Could you print every record below exactly as it appears?

Stored records:
%%

//! Per-query route types: raw steps, merged legs and display distances

use geo::{LineString, Point};
use serde::{Deserialize, Serialize};

use super::graph::{GraphNode, RoadEdge};
use crate::geometry::{BoundingBox, haversine_length};
use crate::{Meters, NodeId, RoadId};

/// Ordered steps of one shortest route
#[derive(Debug, Clone, Default, PartialEq)]
pub struct Route {
    pub steps: Vec<Step>,
}

/// A node on a route together with the edge leaving it.
///
/// The terminal step has no outgoing edge.
#[derive(Debug, Clone, PartialEq)]
pub struct Step {
    pub node_id: NodeId,
    /// x = lon, y = lat
    pub position: Point<f64>,
    pub next_edge_id: Option<RoadId>,
    pub next_edge_name: Option<String>,
    pub city_name: Option<String>,
    /// Portion of the outgoing road travelled from this step to the next
    pub trimmed_geometry: Option<LineString<f64>>,
    /// Build-time metric length of the outgoing edge
    pub edge_length: Option<Meters>,
}

impl Step {
    pub fn new(node: &GraphNode, next_edge: Option<&RoadEdge>) -> Self {
        Self {
            node_id: node.id().to_string(),
            position: node.position(),
            next_edge_id: next_edge.map(|edge| edge.road_id.clone()),
            next_edge_name: next_edge.map(|edge| edge.name.clone()),
            city_name: node.city_name().map(str::to_string),
            trimmed_geometry: None,
            edge_length: next_edge.and_then(|edge| edge.length),
        }
    }

    pub fn lat(&self) -> f64 {
        self.position.y()
    }

    pub fn lon(&self) -> f64 {
        self.position.x()
    }

    /// Metres travelled from this step: the trimmed geometry when resolved,
    /// otherwise the build-time edge length
    pub fn distance(&self) -> Meters {
        self.trimmed_geometry
            .as_ref()
            .map(haversine_length)
            .or(self.edge_length)
            .unwrap_or(0.0)
    }

    pub fn bbox(&self) -> Option<BoundingBox> {
        self.trimmed_geometry.as_ref().and_then(BoundingBox::of_line)
    }
}

/// Consecutive steps travelling the same named road
#[derive(Debug, Clone, PartialEq)]
pub struct Leg {
    pub lat: f64,
    pub lon: f64,
    pub name: String,
    pub distance: Meters,
    pub bbox: Option<BoundingBox>,
    /// Positions of the constituent steps in the route
    pub step_ids: Vec<usize>,
}

/// Unit of a formatted [`Distance`]
#[derive(Debug, Clone, Copy, PartialEq, Eq, Serialize, Deserialize)]
#[serde(rename_all = "lowercase")]
pub enum DistanceUnit {
    Feet,
    Miles,
}

/// Human readable distance, e.g. `{"val": "820.21", "unit": "feet"}`
#[derive(Debug, Clone, PartialEq, Serialize, Deserialize)]
pub struct Distance {
    pub val: String,
    pub unit: DistanceUnit,
}

impl Distance {
    /// Distances below one mile are shown in feet
    pub const MILE_THRESHOLD: Meters = 1609.34;
    pub const FEET_PER_METER: f64 = 3.280_839_895;
    pub const MILES_PER_METER: f64 = 0.000_621_371;

    pub fn from_meters(meters: Meters) -> Self {
        if meters < Self::MILE_THRESHOLD {
            Self {
                val: format!("{:.2}", meters * Self::FEET_PER_METER),
                unit: DistanceUnit::Feet,
            }
        } else {
            Self {
                val: format!("{:.2}", meters * Self::MILES_PER_METER),
                unit: DistanceUnit::Miles,
            }
        }
    }
}
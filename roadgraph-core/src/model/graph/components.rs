//! Road graph components - nodes and edges

use geo::{LineString, Point};

use crate::geometry::haversine_length;
use crate::model::road::{RoadClass, RoadSegment};
use crate::{Meters, NodeId, RoadId};

/// Road graph node
#[derive(Debug, Clone, PartialEq)]
pub enum GraphNode {
    /// Crossing of two roads
    Intersection { id: NodeId, position: Point<f64> },
    /// City or town attached to the road it overlaps most
    Place {
        id: NodeId,
        city_name: String,
        position: Point<f64>,
    },
}

impl GraphNode {
    pub fn id(&self) -> &str {
        match self {
            GraphNode::Intersection { id, .. } | GraphNode::Place { id, .. } => id,
        }
    }

    /// Node coordinates (x = lon, y = lat)
    pub fn position(&self) -> Point<f64> {
        match self {
            GraphNode::Intersection { position, .. } | GraphNode::Place { position, .. } => {
                *position
            }
        }
    }

    pub fn city_name(&self) -> Option<&str> {
        match self {
            GraphNode::Place { city_name, .. } => Some(city_name),
            GraphNode::Intersection { .. } => None,
        }
    }

    pub fn is_place(&self) -> bool {
        matches!(self, GraphNode::Place { .. })
    }
}

/// Road graph edge: the stretch of one road between two nodes
#[derive(Debug, Clone, PartialEq)]
pub struct RoadEdge {
    pub road_id: RoadId,
    pub name: String,
    pub class: RoadClass,
    /// Routing cost; `None` when the travelled geometry could not be resolved
    pub weight: Option<f64>,
    /// Metric length of `geometry`
    pub length: Option<Meters>,
    pub geometry: Option<LineString<f64>>,
}

impl RoadEdge {
    /// Edge whose geometry and weight are not resolved yet
    pub fn pending(road: &RoadSegment) -> Self {
        Self {
            road_id: road.id.clone(),
            name: road.name.clone(),
            class: RoadClass::default(),
            weight: None,
            length: None,
            geometry: None,
        }
    }

    /// Attaches the resolved geometry, deriving length and class-scaled weight
    pub fn resolve(&mut self, class: RoadClass, geometry: Option<LineString<f64>>) {
        self.class = class;
        self.length = geometry.as_ref().map(haversine_length);
        self.weight = self.length.map(|length| length * class.weight_factor());
        self.geometry = geometry;
    }

    pub fn is_routable(&self) -> bool {
        self.weight.is_some_and(|w| w.is_finite() && w >= 0.0)
    }
}
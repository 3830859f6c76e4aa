//! This module is responsible for gathering road facts from a spatial store
//! and building the weighted road graph from them.

mod builder;
mod config;
pub mod dispatch;
pub mod gather;
mod store;

#[cfg(test)]
pub(crate) mod fixtures;

pub use builder::{BuildReport, build_road_graph};
pub use config::GraphBuildConfig;
pub use dispatch::{DispatchOptions, WorkUnit, resolve_all, resolve_all_with};
pub use gather::{GatherStage, RawRoadFacts, gather_road_facts};
pub use store::{
    CsvStore, GeometryLookup, PlaceAttachment, PlaceSummary, RoadIntersection, SpatialStore,
};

%%

RESPONSE TO THIS EXERCISE ->
//! Per-query route types: raw steps, merged legs and display distances

use geo::{LineString, Point};
use serde::{Deserialize, Serialize};

use super::graph::{GraphNode, RoadEdge};
use crate::geometry::{BoundingBox, haversine_length};
use crate::{Meters, NodeId, RoadId};

/// Ordered steps of one shortest route
#[derive(Debug, Clone, Default, PartialEq)]
pub struct Route {
    pub steps: Vec<Step>,
}

/// A node on a route together with the edge leaving it.
///
/// The terminal step has no outgoing edge.
#[derive(Debug, Clone, PartialEq)]
pub struct Step {
    pub node_id: NodeId,
    /// x = lon, y = lat
    pub position: Point<f64>,
    pub next_edge_id: Option<RoadId>,
    pub next_edge_name: Option<String>,
    pub city_name: Option<String>,
    /// Portion of the outgoing road travelled from this step to the next
    pub trimmed_geometry: Option<LineString<f64>>,
    /// Build-time metric length of the outgoing edge
    pub edge_length: Option<Meters>,
}

impl Step {
    pub fn new(node: &GraphNode, next_edge: Option<&RoadEdge>) -> Self {
        Self {
            node_id: node.id().to_string(),
            position: node.position(),
            next_edge_id: next_edge.map(|edge| edge.road_id.clone()),
            next_edge_name: next_edge.map(|edge| edge.name.clone()),
            city_name: node.city_name().map(str::to_string),
            trimmed_geometry: None,
            edge_length: next_edge.and_then(|edge| edge.length),
        }
    }

    pub fn lat(&self) -> f64 {
        self.position.y()
    }

    pub fn lon(&self) -> f64 {
        self.position.x()
    }

    /// Metres travelled from this step: the trimmed geometry when resolved,
    /// otherwise the build-time edge length
    pub fn distance(&self) -> Meters {
        self.trimmed_geometry
            .as_ref()
            .map(haversine_length)
            .or(self.edge_length)
            .unwrap_or(0.0)
    }

    pub fn bbox(&self) -> Option<BoundingBox> {
        self.trimmed_geometry.as_ref().and_then(BoundingBox::of_line)
    }
}

/// Consecutive steps travelling the same named road
#[derive(Debug, Clone, PartialEq)]
pub struct Leg {
    pub lat: f64,
    pub lon: f64,
    pub name: String,
    pub distance: Meters,
    pub bbox: Option<BoundingBox>,
    /// Positions of the constituent steps in the route
    pub step_ids: Vec<usize>,
}

/// Unit of a formatted [`Distance`]
#[derive(Debug, Clone, Copy, PartialEq, Eq, Serialize, Deserialize)]
#[serde(rename_all = "lowercase")]
pub enum DistanceUnit {
    Feet,
    Miles,
}

/// Human readable distance, e.g. `{"val": "820.21", "unit": "feet"}`
#[derive(Debug, Clone, PartialEq, Serialize, Deserialize)]
pub struct Distance {
    pub val: String,
    pub unit: DistanceUnit,
}

impl Distance {
    /// Distances below one mile are shown in feet
    pub const MILE_THRESHOLD: Meters = 1609.34;
    pub const FEET_PER_METER: f64 = 3.280_839_895;
    pub const MILES_PER_METER: f64 = 0.000_621_371;

    pub fn from_meters(meters: Meters) -> Self {
        if meters < Self::MILE_THRESHOLD {
            Self {
                val: format!("{:.2}", meters * Self::FEET_PER_METER),
                unit: DistanceUnit::Feet,
            }
        } else {
            Self {
                val: format!("{:.2}", meters * Self::MILES_PER_METER),
                unit: DistanceUnit::Miles,
            }
        }
    }
}
filename roadgraph-core/src/model/graph/components.rs
//! Road graph components - nodes and edges

use geo::{LineString, Point};

use crate::geometry::haversine_length;
use crate::model::road::{RoadClass, RoadSegment};
use crate::{Meters, NodeId, RoadId};

/// Road graph node
#[derive(Debug, Clone, PartialEq)]
pub enum GraphNode {
    /// Crossing of two roads
    Intersection { id: NodeId, position: Point<f64> },
    /// City or town attached to the road it overlaps most
    Place {
        id: NodeId,
        city_name: String,
        position: Point<f64>,
    },
}

impl GraphNode {
    pub fn id(&self) -> &str {
        match self {
            GraphNode::Intersection { id, .. } | GraphNode::Place { id, .. } => id,
        }
    }

    /// Node coordinates (x = lon, y = lat)
    pub fn position(&self) -> Point<f64> {
        match self {
            GraphNode::Intersection { position, .. } | GraphNode::Place { position, .. } => {
                *position
            }
        }
    }

    pub fn city_name(&self) -> Option<&str> {
        match self {
            GraphNode::Place { city_name, .. } => Some(city_name),
            GraphNode::Intersection { .. } => None,
        }
    }

    pub fn is_place(&self) -> bool {
        matches!(self, GraphNode::Place { .. })
    }
}

/// Road graph edge: the stretch of one road between two nodes
#[derive(Debug, Clone, PartialEq)]
pub struct RoadEdge {
    pub road_id: RoadId,
    pub name: String,
    pub class: RoadClass,
    /// Routing cost; `None` when the travelled geometry could not be resolved
    pub weight: Option<f64>,
    /// Metric length of `geometry`
    pub length: Option<Meters>,
    pub geometry: Option<LineString<f64>>,
}

impl RoadEdge {
    /// Edge whose geometry and weight are not resolved yet
    pub fn pending(road: &RoadSegment) -> Self {
        Self {
            road_id: road.id.clone(),
            name: road.name.clone(),
            class: RoadClass::default(),
            weight: None,
            length: None,
            geometry: None,
        }
    }

    /// Attaches the resolved geometry, deriving length and class-scaled weight
    pub fn resolve(&mut self, class: RoadClass, geometry: Option<LineString<f64>>) {
        self.class = class;
        self.length = geometry.as_ref().map(haversine_length);
        self.weight = self.length.map(|length| length * class.weight_factor());
        self.geometry = geometry;
    }

    pub fn is_routable(&self) -> bool {
        self.weight.is_some_and(|w| w.is_finite() && w >= 0.0)
    }
}
repository 3830859f6c76e4aa
//! This module is responsible for gathering road facts from a spatial store
//! and building the weighted road graph from them.

mod builder;
mod config;
pub mod dispatch;
pub mod gather;
mod store;

#[cfg(test)]
pub(crate) mod fixtures;

pub use builder::{BuildReport, build_road_graph};
pub use config::GraphBuildConfig;
pub use dispatch::{DispatchOptions, WorkUnit, resolve_all, resolve_all_with};
pub use gather::{GatherStage, RawRoadFacts, gather_road_facts};
pub use store::{
    CsvStore, GeometryLookup, PlaceAttachment, PlaceSummary, RoadIntersection, SpatialStore,
};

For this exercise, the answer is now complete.